PAR LAURA SASSEVILLE

Partie 1 de 4

Le 29 mai 2010, Montréal, VERRE COUTURE, le défilé et la fête de clôture du congrès du GAAC : un franc succès. Tous étaient ravis de ce qu’ils ont vu sur le cat walk.  Nous sommes heureux que l’idée de Laura Donefer se soit concrétisée à la hauteur de ses attentes. Wow !!!! Quel show !!!

Quelques semaines plus tard, je reçois un courriel me demandant, si je voulais, écrire un article sur le défiler.

Pour être honnête, l’écriture de cet article sur le défilé, vu de l’intérieur, me semblait moins palpitante.

Par contre, en revisitant mon expérience à la participation et à l’aide à l’organisation de l’évènement,  le métissage de 2 mondes : fluidité et libre mouvement du vêtement opposé au verre fragile et fixe. Je me suis questionné sur l’avenir du verre : est-ce le cadre défini par les conseils des métiers d’art, les centres de formation et les Universités Canadiens est à l’aube d’être redéfini?

Depuis l’introduction du verre en Amérique, le verre à une orientation étroitement lié avec l’objet utilitaire, l’œuvre d’art et l’intégration à l’architecture. Pourtant, le verre m’apparaît en pleine expansion au-delà du simple objet ou sculpture avec une identité locale.

Nos dernières décennies sont teintées par la mondialisation, l’immigration, les échanges culturels et l’utilisation de nouvelle technologie. Ils ont influencé le marché mondial par l’accessibilité du même bien de consommation partout dans le monde. Par exemple, IKEA et le cybermarché (ESTY, EBAY…), pour en nommer quelques un. Ainsi qu’un malaisien peut avoir la même lampe IKEA numéro style Alang qu’un québécois.

Maintenant, notre consommation et la fabrication de nos biens ne sont plus exclusivement locales. Le design n’est plus défini que par nos grands espaces verts.

Certains s’exclameront que nous perdons notre identité; à mes yeux, ceci enrichit nos sociétés culturellement par cette ouverture vers le monde.
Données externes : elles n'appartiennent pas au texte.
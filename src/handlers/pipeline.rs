// src/handlers/pipeline.rs
use anyhow::Result;
use chrono::NaiveDate;
use log::info;
use std::path::PathBuf;

use super::correlation::run_correlation_step;
use super::heat::run_heat_step;
use super::metrics::emit_metrics;
use super::odds::run_odds_step;
use super::report::{render_report, RenderOptions};
use super::vix::run_vix_step;
use crate::config::PipelineConfig;
use crate::models::MetricRecord;
use crate::services::adapter::{CsvAgg, MetricSources};
use crate::services::http::build_client;
use crate::services::report::ReportPaths;

#[derive(Debug, Clone)]
pub struct RunOptions {
    pub report_dir: PathBuf,
    pub title: String,
    pub allow_na: bool,
    pub as_of: NaiveDate,
    pub asset_root: PathBuf,
}

#[derive(Debug)]
pub struct RunSummary {
    pub metrics: MetricRecord,
    pub report: ReportPaths,
}

/// Every step in order: per-metric artifacts, canonical record, report.
pub async fn run_pipeline(cfg: &PipelineConfig, opts: &RunOptions) -> Result<RunSummary> {
    let client = build_client(cfg.http_timeout).map_err(|e| anyhow::anyhow!(e))?;
    info!("Running pipeline into {} (offline: {})", cfg.out_dir.display(), cfg.offline);

    run_odds_step(cfg, &client).await?;
    run_vix_step(cfg, &client).await?;
    run_correlation_step(cfg, &client).await?;
    run_heat_step(&cfg.events_csv, &cfg.keywords_config, &cfg.heat_json())?;

    let metrics = emit_metrics(
        cfg.overrides.clone(),
        &MetricSources::from_artifacts(&cfg.out_dir),
        true,
        CsvAgg::Last,
        &cfg.metrics_json(),
    )
    .await?;

    let report = render_report(&RenderOptions {
        metrics: cfg.metrics_json(),
        events: cfg.heat_json(),
        outdir: opts.report_dir.clone(),
        title: opts.title.clone(),
        allow_na: opts.allow_na,
        as_of: opts.as_of,
        asset_root: opts.asset_root.clone(),
    })?;

    Ok(RunSummary { metrics, report })
}
// src/services/numeric.rs
use serde_json::Value;

/// Lenient number parsing used by every file and environment layer.
/// Trims, strips percent signs and rejects NaN, infinities and empty input.
pub fn parse_lenient(raw: &str) -> Option<f64> {
    let cleaned = raw.trim().replace('%', "");
    let cleaned = cleaned.trim();
    if cleaned.is_empty() {
        return None;
    }
    cleaned.parse::<f64>().ok().filter(|v| v.is_finite())
}

/// Same policy applied to a JSON value: numbers pass, strings are parsed,
/// everything else is absent.
pub fn value_to_f64(value: &Value) -> Option<f64> {
    match value {
        Value::Number(n) => n.as_f64().filter(|v| v.is_finite()),
        Value::String(s) => parse_lenient(s),
        _ => None,
    }
}

pub fn round_to(value: f64, digits: i32) -> f64 {
    let factor = 10f64.powi(digits);
    (value * factor).round() / factor
}
// src/services/report.rs
use chrono::NaiveDate;
use regex::Regex;
use serde_json::{Map, Value};
use std::fs;
use std::path::{Path, PathBuf};

use crate::models::REQUIRED_METRIC_KEYS;
use crate::services::artifacts::write_atomic;
use crate::services::numeric::value_to_f64;
use crate::BoxError;

const NA: &str = "N/A";
const ASSET_DIR: &str = "report_assets";
const ARCH_FILES: [&str; 4] = [
    "architecture.svg",
    "architecture.png",
    "architecture.jpg",
    "architecture.jpeg",
];

pub fn missing_keys(metrics: &Map<String, Value>) -> Vec<&'static str> {
    REQUIRED_METRIC_KEYS
        .iter()
        .copied()
        .filter(|k| !metrics.contains_key(*k))
        .collect()
}

fn fmt_pct(v: Option<f64>) -> String {
    v.map(|x| format!("{:.1}%", x * 100.0))
        .unwrap_or_else(|| NA.to_string())
}

fn fmt_num(v: Option<f64>, digits: usize) -> String {
    v.map(|x| format!("{:.*}", digits, x))
        .unwrap_or_else(|| NA.to_string())
}

fn fmt_raw(v: Option<&Value>) -> String {
    match v {
        Some(Value::Number(n)) => n.to_string(),
        Some(Value::String(s)) if !s.is_empty() => s.clone(),
        _ => NA.to_string(),
    }
}

pub fn render_markdown(
    title: &str,
    as_of: NaiveDate,
    metrics: &Map<String, Value>,
    heat: &Map<String, Value>,
    arch_image: Option<&str>,
) -> String {
    let num = |key: &str| metrics.get(key).and_then(value_to_f64);
    let stance = metrics
        .get("stance")
        .and_then(Value::as_str)
        .filter(|s| !s.is_empty())
        .unwrap_or(NA);

    let mut md = String::new();
    md.push_str(&format!("# {}\n\n", title));
    md.push_str(&format!("As of {} | Bias: {}\n\n", as_of.format("%Y-%m-%d"), stance));
    md.push_str("## Executive Summary\n\n");
    md.push_str(&format!("- **Rate-cut odds:** {}\n", fmt_pct(num("rate_cut_odds"))));
    md.push_str(&format!("- **VIX percentile:** {}\n", fmt_num(num("vix_pctile"), 2)));
    md.push_str(&format!("- **Corr(SPX, DXY):** {}\n", fmt_num(num("corr_spx_dxy"), 3)));
    md.push_str(&format!("- **Corr(SPX, 10Y):** {}\n", fmt_num(num("corr_spx_10y"), 3)));
    md.push_str(&format!(
        "- **Trade events last7/prev7/delta%:** {}/{}/{}\n",
        fmt_raw(heat.get("last7")),
        fmt_raw(heat.get("prev7")),
        fmt_raw(heat.get("delta_pct"))
    ));
    md.push_str(&format!("- **Overall stance:** {}\n\n", stance));
    md.push_str("*Educational demo, not investment advice.*\n");
    if let Some(src) = arch_image {
        md.push_str(&format!("\n## Architecture\n\n![architecture]({})\n", src));
    }
    md
}

/// Looks for an architecture diagram (SVG first, then PNG/JPG) in
/// `<outdir>/report_assets`, `<root>/report_assets` and `<root>`, copies it
/// to `<outdir>/report_assets` and returns its path relative to `outdir`.
pub fn resolve_arch_asset(root: &Path, outdir: &Path) -> Result<Option<String>, BoxError> {
    let dirs = [outdir.join(ASSET_DIR), root.join(ASSET_DIR), root.to_path_buf()];
    let found = dirs
        .iter()
        .flat_map(|dir| ARCH_FILES.iter().map(move |name| (dir.join(name), *name)))
        .find(|(path, _)| path.is_file());

    let (source, name) = match found {
        Some(found) => found,
        None => return Ok(None),
    };
    let target = outdir.join(ASSET_DIR).join(name);
    if source != target {
        write_atomic(&target, &fs::read(&source)?)?;
    }
    Ok(Some(format!("{}/{}", ASSET_DIR, name)))
}

fn escape_html(text: &str) -> String {
    text.replace('&', "&amp;")
        .replace('<', "&lt;")
        .replace('>', "&gt;")
}

/// Small Markdown subset: headings, bullet lists, links, images, bold,
/// italics and paragraphs.
pub fn markdown_to_html(md: &str) -> Result<String, BoxError> {
    let image = Regex::new(r"!\[(.*?)\]\((.*?)\)")?;
    let link = Regex::new(r"\[(.*?)\]\((.*?)\)")?;
    let bold = Regex::new(r"\*\*(.+?)\*\*")?;
    let italic = Regex::new(r"\*(.+?)\*")?;
    let h2 = Regex::new(r"(?m)^## (.*)$")?;
    let h1 = Regex::new(r"(?m)^# (.*)$")?;
    let item = Regex::new(r"(?m)^- (.*)$")?;

    let mut t = escape_html(md);
    t = image.replace_all(&t, r#"<img alt="$1" src="$2"/>"#).into_owned();
    t = link.replace_all(&t, r#"<a href="$2">$1</a>"#).into_owned();
    t = bold.replace_all(&t, "<b>$1</b>").into_owned();
    t = italic.replace_all(&t, "<i>$1</i>").into_owned();
    t = h2.replace_all(&t, "<h2>$1</h2>").into_owned();
    t = h1.replace_all(&t, "<h1>$1</h1>").into_owned();
    t = item.replace_all(&t, "<li>$1</li>").into_owned();

    let blocks: Vec<String> = t
        .split("\n\n")
        .map(str::trim)
        .filter(|b| !b.is_empty())
        .map(|block| {
            if block.starts_with("<h") {
                block.to_string()
            } else if block.lines().all(|l| l.starts_with("<li>")) {
                format!("<ul>\n{}\n</ul>", block)
            } else {
                format!("<p>{}</p>", block)
            }
        })
        .collect();
    Ok(blocks.join("\n"))
}

pub fn wrap_html(title: &str, body: &str) -> String {
    format!(
        "<!doctype html>\n<html><head>\n<meta charset=\"utf-8\"/>\n<title>{}</title>\n\
         <meta name=\"viewport\" content=\"width=device-width, initial-scale=1\"/>\n\
         <style>body{{font-family:ui-sans-serif,system-ui;max-width:900px;margin:32px auto;line-height:1.6}}</style>\n\
         </head><body>\n{}\n</body></html>\n",
        escape_html(title),
        body
    )
}

#[derive(Debug, Clone, PartialEq)]
pub struct ReportPaths {
    pub markdown: PathBuf,
    pub html: PathBuf,
}

pub fn write_report(outdir: &Path, as_of: NaiveDate, markdown: &str, html: &str) -> Result<ReportPaths, BoxError> {
    let stem = format!("weekly_{}", as_of.format("%Y-%m-%d"));
    let paths = ReportPaths {
        markdown: outdir.join(format!("{}.md", stem)),
        html: outdir.join(format!("{}.html", stem)),
    };
    write_atomic(&paths.markdown, markdown.as_bytes())?;
    write_atomic(&paths.html, html.as_bytes())?;
    Ok(paths)
}

#[cfg(test)]
mod tests {
    use super::*;
    use serde_json::json;

    fn as_map(v: Value) -> Map<String, Value> {
        v.as_object().cloned().unwrap()
    }

    fn day() -> NaiveDate {
        NaiveDate::from_ymd_opt(2024, 6, 7).unwrap()
    }

    #[test]
    fn reports_missing_keys_in_order() {
        let m = as_map(json!({"vix_pctile": 0.5, "stance": "Neutral"}));
        assert_eq!(missing_keys(&m), vec!["rate_cut_odds", "corr_spx_dxy", "corr_spx_10y"]);
        let full = as_map(json!({
            "rate_cut_odds": null, "vix_pctile": null, "corr_spx_dxy": null,
            "corr_spx_10y": null, "stance": "Neutral"
        }));
        assert!(missing_keys(&full).is_empty());
    }

    #[test]
    fn markdown_formats_and_marks_missing_values() {
        let m = as_map(json!({
            "rate_cut_odds": 0.55, "vix_pctile": 0.8123, "corr_spx_dxy": -0.41,
            "corr_spx_10y": null, "stance": "Risk-on"
        }));
        let heat = as_map(json!({"last7": 3, "prev7": 0, "delta_pct": 100.0}));
        let md = render_markdown("Weekly", day(), &m, &heat, None);
        assert!(md.starts_with("# Weekly\n"));
        assert!(md.contains("As of 2024-06-07 | Bias: Risk-on"));
        assert!(md.contains("**Rate-cut odds:** 55.0%"));
        assert!(md.contains("**VIX percentile:** 0.81"));
        assert!(md.contains("**Corr(SPX, DXY):** -0.410"));
        assert!(md.contains("**Corr(SPX, 10Y):** N/A"));
        assert!(md.contains("3/0/100.0"));
    }

    #[test]
    fn absent_heat_renders_na() {
        let md = render_markdown("T", day(), &Map::new(), &Map::new(), None);
        assert!(md.contains("N/A/N/A/N/A"));
        assert!(md.contains("Bias: N/A"));
    }

    #[test]
    fn architecture_diagram_is_copied_and_embedded() {
        let root = tempfile::TempDir::new().unwrap();
        let outdir = root.path().join("report");
        assert_eq!(resolve_arch_asset(root.path(), &outdir).unwrap(), None);

        fs::write(root.path().join("architecture.png"), b"png").unwrap();
        fs::create_dir_all(root.path().join("report_assets")).unwrap();
        fs::write(root.path().join("report_assets/architecture.svg"), b"<svg/>").unwrap();

        let src = resolve_arch_asset(root.path(), &outdir).unwrap();
        assert_eq!(src.as_deref(), Some("report_assets/architecture.svg"));
        assert_eq!(fs::read(outdir.join("report_assets/architecture.svg")).unwrap(), b"<svg/>");
        assert!(!outdir.join("report_assets/architecture.png").exists());

        let md = render_markdown("T", day(), &Map::new(), &Map::new(), src.as_deref());
        assert!(md.contains("## Architecture\n\n![architecture](report_assets/architecture.svg)"));
        let html = markdown_to_html(&md).unwrap();
        assert!(html.contains("<h2>Architecture</h2>"));
        assert!(html.contains(r#"<img alt="architecture" src="report_assets/architecture.svg"/>"#));
    }

    #[test]
    fn html_conversion() {
        let html = markdown_to_html("# Title\n\nSome *note* & [link](http://x)\n\n- **a:** 1\n- b\n").unwrap();
        assert!(html.contains("<h1>Title</h1>"));
        assert!(html.contains("<p>Some <i>note</i> &amp; <a href=\"http://x\">link</a></p>"));
        assert!(html.contains("<ul>\n<li><b>a:</b> 1</li>\n<li>b</li>\n</ul>"));
    }
}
Par contre, l’important c’est de s’approprier de ces avantages et de travailler à garder la production locale.

De façon analogue, nous ne cuisinons plus que les ragoûts de pattes de cochons ou le rôti de bœuf le dimanche. Les produits qui paraissaient exotiques à grand-maman sont un incontournable sur notre liste d’épicerie. Même les instruments et plats de cuisson, comme le tagine, les baguettes et le wok font parti de notre quotidien autant que le plat en fonte.

Alors, je me demande:

Si la création est le reflet de nos sociétés, alors chaque artiste et designer expriment avec leur vision, un fragment de cette nouvelle réalité?
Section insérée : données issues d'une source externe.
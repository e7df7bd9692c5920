// src/lib.rs

pub mod cli;
pub mod config;
pub mod handlers;
pub mod models;
pub mod services;

pub type BoxError = Box<dyn std::error::Error + Send + Sync>;
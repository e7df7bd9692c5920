use dotenv::dotenv;
use log::info;

use macro_pulse::config::{Overrides, PipelineConfig};
use macro_pulse::models::TimeSeries;
use macro_pulse::services::cascade::{AttemptOutcome, Resolved};
use macro_pulse::services::cross_asset::{resolve_series, DXY, SPX, TNX};
use macro_pulse::services::http::build_client;
use macro_pulse::services::odds::resolve_rate_cut_prob;
use macro_pulse::services::vix::resolve_vix_pctile;

fn print_trail<T>(name: &str, resolved: &Resolved<T>, show: impl Fn(&T) -> String) {
    let value = resolved.value.as_ref().map(show).unwrap_or_else(|| "none".to_string());
    println!("{}: {} via {}", name, value, resolved.label.as_deref().unwrap_or("nothing"));
    for step in &resolved.trail {
        let outcome = match &step.outcome {
            AttemptOutcome::Won => "won".to_string(),
            AttemptOutcome::Empty => "empty".to_string(),
            AttemptOutcome::Abstained(reason) => format!("abstained ({})", reason),
            AttemptOutcome::Skipped => "skipped".to_string(),
        };
        println!("    {:<24} {:<16} {}", step.label, step.layer.as_str(), outcome);
    }
}

fn describe_series(series: &TimeSeries) -> String {
    match series.last() {
        Some(last) => format!("{} points, last {} = {}", series.len(), last.date, last.value),
        None => "0 points".to_string(),
    }
}

#[tokio::main]
async fn main() -> Result<(), Box<dyn std::error::Error + Send + Sync>> {
    dotenv().ok();
    env_logger::init();

    let cfg = PipelineConfig::from_overrides(Overrides::from_env());
    info!("Probing sources (offline: {}), nothing is written", cfg.offline);
    let client = build_client(cfg.http_timeout)?;

    print_trail("vix_pctile", &resolve_vix_pctile(&cfg, &client).await, |v| v.to_string());
    print_trail("rate_cut_prob", &resolve_rate_cut_prob(&cfg, &client).await, |v| v.to_string());
    for source in [&SPX, &DXY, &TNX] {
        print_trail(source.name, &resolve_series(&cfg, &client, source).await, describe_series);
    }
    Ok(())
}
// src/handlers/mod.rs
pub mod correlation;
pub mod error;
pub mod heat;
pub mod metrics;
pub mod odds;
pub mod pipeline;
pub mod report;
pub mod vix;
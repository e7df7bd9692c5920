// src/services/vix.rs
use reqwest::Client;

use crate::config::{keys, PipelineConfig};
use crate::models::TimeSeries;
use crate::services::artifacts::last_known_value;
use crate::services::cascade::{Cascade, Resolved, SourceLayer};
use crate::services::percentile::percentile_rank;
use crate::services::prices::{fetch_stooq_csv, fetch_yahoo_chart, history_range, load_local_csv};
use crate::BoxError;

pub const VIX_SYMBOL: &str = "^VIX";

fn trailing_pctile(series: &TimeSeries, window: usize) -> Option<f64> {
    percentile_rank(&series.tail(window).values(), window)
}

/// Percentile of the latest VIX close within the trailing window:
/// local CSV, Stooq, Yahoo, last good value, `VIX_PCTILE`, static default.
pub async fn resolve_vix_pctile(cfg: &PipelineConfig, client: &Client) -> Resolved<f64> {
    let window = cfg.vix_window;
    let local_path = cfg.prices_dir.join("vix.csv");
    let last_good_path = cfg.last_good_vix();
    let range = history_range(window);

    Cascade::new("vix")
        .offline(cfg.offline)
        .attempt("local vix.csv", SourceLayer::Local, move || async move {
            Ok::<_, BoxError>(load_local_csv(&local_path)?.and_then(|s| trailing_pctile(&s, window)))
        })
        .attempt("stooq", SourceLayer::PrimaryRemote, move || async move {
            let series = fetch_stooq_csv(client, &cfg.urls.stooq_vix).await?;
            Ok::<_, BoxError>(trailing_pctile(&series, window))
        })
        .attempt("yahoo", SourceLayer::FallbackRemote, move || async move {
            let series = fetch_yahoo_chart(client, &cfg.urls.yahoo_chart_base, VIX_SYMBOL, range).await?;
            Ok::<_, BoxError>(trailing_pctile(&series, window))
        })
        .attempt("last good vix", SourceLayer::LastKnown, move || async move {
            last_known_value(&last_good_path, "pctile")
        })
        .constant(keys::VIX_PCTILE, SourceLayer::Override, cfg.overrides.number(keys::VIX_PCTILE))
        .constant("static default", SourceLayer::StaticDefault, cfg.defaults.vix_pctile)
        .resolve()
        .await
}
C’est peut-être pourquoi nous constatons de plus en plus le métissage des genres et ça dans toutes les sphères de création : musique, mode, design, architecture et métiers d’art.

Vous vous dites peut-être que le métissage à toujours exister, à mon humble avis, jamais autant constater aujourd’hui, clairement nous sommes dans la poste modernité à la puissance 10.
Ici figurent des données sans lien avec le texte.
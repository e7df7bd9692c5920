// src/models.rs
use chrono::NaiveDate;
use serde::{Deserialize, Serialize};
use std::collections::BTreeMap;

/// Keys every canonical metrics record must carry.
pub const REQUIRED_METRIC_KEYS: [&str; 5] = [
    "rate_cut_odds",
    "vix_pctile",
    "corr_spx_dxy",
    "corr_spx_10y",
    "stance",
];

pub const DEFAULT_STANCE: &str = "Neutral";

#[derive(Debug, Clone, Copy, PartialEq)]
pub struct Observation {
    pub date: NaiveDate,
    pub value: f64,
}

/// Daily series with strictly increasing dates and no missing values.
#[derive(Debug, Clone, Default, PartialEq)]
pub struct TimeSeries {
    points: Vec<Observation>,
}

impl TimeSeries {
    /// Builds a series from raw rows: sorts by date, drops absent or NaN
    /// values and keeps the last value seen for a repeated date.
    pub fn from_points<I>(raw: I) -> Self
    where
        I: IntoIterator<Item = (NaiveDate, Option<f64>)>,
    {
        let mut by_date: BTreeMap<NaiveDate, f64> = BTreeMap::new();
        for (date, value) in raw {
            if let Some(v) = value.filter(|v| v.is_finite()) {
                by_date.insert(date, v);
            }
        }
        TimeSeries {
            points: by_date
                .into_iter()
                .map(|(date, value)| Observation { date, value })
                .collect(),
        }
    }

    pub fn len(&self) -> usize {
        self.points.len()
    }

    pub fn is_empty(&self) -> bool {
        self.points.is_empty()
    }

    pub fn points(&self) -> &[Observation] {
        &self.points
    }

    pub fn values(&self) -> Vec<f64> {
        self.points.iter().map(|p| p.value).collect()
    }

    pub fn last(&self) -> Option<&Observation> {
        self.points.last()
    }

    /// The trailing `n` observations (all of them if fewer).
    pub fn tail(&self, n: usize) -> TimeSeries {
        let start = self.points.len().saturating_sub(n);
        TimeSeries {
            points: self.points[start..].to_vec(),
        }
    }

    pub fn value_on(&self, date: NaiveDate) -> Option<f64> {
        self.points
            .binary_search_by_key(&date, |p| p.date)
            .ok()
            .map(|i| self.points[i].value)
    }
}

/// Canonical record consumed by the report renderer.
#[derive(Debug, Clone, PartialEq, Serialize, Deserialize)]
pub struct MetricRecord {
    pub rate_cut_odds: Option<f64>,
    pub vix_pctile: Option<f64>,
    pub corr_spx_dxy: Option<f64>,
    pub corr_spx_10y: Option<f64>,
    pub stance: String,
}

impl Default for MetricRecord {
    fn default() -> Self {
        MetricRecord {
            rate_cut_odds: None,
            vix_pctile: None,
            corr_spx_dxy: None,
            corr_spx_10y: None,
            stance: DEFAULT_STANCE.to_string(),
        }
    }
}

#[derive(Debug, Clone, PartialEq, Serialize, Deserialize)]
pub struct EventHeatRecord {
    pub last7: u32,
    pub prev7: u32,
    pub delta_pct: Option<f64>,
    #[serde(default, skip_serializing_if = "Option::is_none")]
    pub note: Option<String>,
}

impl EventHeatRecord {
    pub fn empty(note: impl Into<String>) -> Self {
        EventHeatRecord {
            last7: 0,
            prev7: 0,
            delta_pct: None,
            note: Some(note.into()),
        }
    }
}

#[derive(Debug, Clone, Copy, Default, PartialEq, Serialize, Deserialize)]
pub struct CorrelationRecord {
    pub spx_dxy: Option<f64>,
    pub spx_10y: Option<f64>,
}

/// One row of the events warehouse CSV.
#[derive(Debug, Clone, Default, Deserialize)]
pub struct Event {
    #[serde(default)]
    pub publish_time: String,
    #[serde(default)]
    pub title: String,
    #[serde(default)]
    pub summary: String,
}
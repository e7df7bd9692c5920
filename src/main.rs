use anyhow::Result;
use clap::Parser;
use dotenv::dotenv;
use log::info;

use macro_pulse::cli::{dispatch, Cli};
use macro_pulse::config::Overrides;

#[tokio::main]
async fn main() -> Result<()> {
    dotenv().ok();
    env_logger::init();
    info!("Logger initialized. Starting macro_pulse...");

    let cli = Cli::parse();
    dispatch(cli, Overrides::from_env()).await
}
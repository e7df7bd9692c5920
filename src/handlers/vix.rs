// src/handlers/vix.rs
use anyhow::Result;
use log::{info, warn};
use reqwest::Client;

use super::error::PipelineError;
use crate::config::PipelineConfig;
use crate::services::artifacts::write_single_value_csv;
use crate::services::vix::resolve_vix_pctile;

pub async fn run_vix_step(cfg: &PipelineConfig, client: &Client) -> Result<Option<f64>> {
    info!("Resolving VIX percentile (window {})", cfg.vix_window);
    let resolved = resolve_vix_pctile(cfg, client).await;
    if !resolved.is_resolved() {
        warn!("[vix] no layer produced a value, writing an empty pctile");
    }

    let path = cfg.vix_csv();
    write_single_value_csv(&path, "pctile", resolved.value)
        .map_err(|e| PipelineError::artifact(&path, e))?;
    if let Some(fetched) = resolved.fetched() {
        let last_good = cfg.last_good_vix();
        write_single_value_csv(&last_good, "pctile", Some(*fetched))
            .map_err(|e| PipelineError::artifact(&last_good, e))?;
    }
    info!("[vix] {:?} via {}", resolved.value, resolved.label.as_deref().unwrap_or("nothing"));
    Ok(resolved.value)
}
À mon tour, je vous pause la question : Les nouvelles générations de créateurs qui ont grandi avec une plus grande ouverture et accessibilité sur le monde, démontrent-t-ils plus de faciliter à construire un vocabulaire visuel qui mélange design, styles, cultures, matériaux et technologies? Dans la prochaine année, à l’aide d’article, d’interview et de rencontre, j’essayerai de répondre à la question…à suivre….

BY LAURA SASSEVILLE

Part 1 of 4

On May 29, 2010, in Montreal the VERRE COUTURE’s Glass Fashion Show and the closing party of the Glass Art Association of Canada (GAAC) was a great success! Everyone was amazed by what they saw on the cat walk.

We were happy that Laura Donefer’s idea became a reality. Wow!!! What a show!!!

A few weeks after the show, I got an email asking me if I wanted to write an article on the subject of the Glass Fashion Show.  To be honest, viewed from the inside, writing an article on the VERRE COUTURE sounded to me to be less thrilling.  However, after revisiting my experience of participating and helping organize the event, I asked myself a lot of questions regarding the mix between the two worlds which are the flow and the free movement of clothing opposed to the fragility and stiffness of glass. I questioned myself about the future of glass; is the framework defined by the Conseil des métiers d’art of Québec and the Canadian universities on the verge of being redefined?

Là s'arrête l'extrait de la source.